■ **What to work on**
Exactly and without additions, transcribe the line that contains "mod record_merger;" and every line after it in the data.

BEGIN Records supplied

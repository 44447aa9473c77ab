//! CAS module - statement upload, password vault, parsing and status tracking.

mod cas_model;
mod cas_service;
mod cas_state_machine;
mod cas_traits;
mod credential_vault;
mod file_stager;
mod parser_gateway;
mod record_merger;


pub use cas_model::{
    CasDataView, CasFile, CasFileMeta, CasFormat, CasRecord, CasStatus, CasStatusView, CasUpload,
    DematAccount, DematHolding, EncryptedSecret, InvestorInfo, MutualFundHolding,
    PortfolioSnapshot, SnapshotSummary,
};
pub use cas_service::{CasService, ParseTicket};
pub use cas_traits::CasServiceTrait;
pub use credential_vault::CredentialVault;
pub use file_stager::{sanitize_file_name, validate_cas_upload, FileStager, StagedFile};
pub use parser_gateway::{
    classify_failure, CommandParserGateway, ParserGatewayTrait, EXIT_CORRUPT_FILE,
    EXIT_UNSUPPORTED_FORMAT, EXIT_WRONG_PASSWORD,
};
pub use record_merger::RecordMerger;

END Records supplied

■ **Written solution**
mod record_merger;


pub use cas_model::{
    CasDataView, CasFile, CasFileMeta, CasFormat, CasRecord, CasStatus, CasStatusView, CasUpload,
    DematAccount, DematHolding, EncryptedSecret, InvestorInfo, MutualFundHolding,
    PortfolioSnapshot, SnapshotSummary,
};
pub use cas_service::{CasService, ParseTicket};
pub use cas_traits::CasServiceTrait;
pub use credential_vault::CredentialVault;
pub use file_stager::{sanitize_file_name, validate_cas_upload, FileStager, StagedFile};
pub use parser_gateway::{
    classify_failure, CommandParserGateway, ParserGatewayTrait, EXIT_CORRUPT_FILE,
    EXIT_UNSUPPORTED_FORMAT, EXIT_WRONG_PASSWORD,
};
pub use record_merger::RecordMerger;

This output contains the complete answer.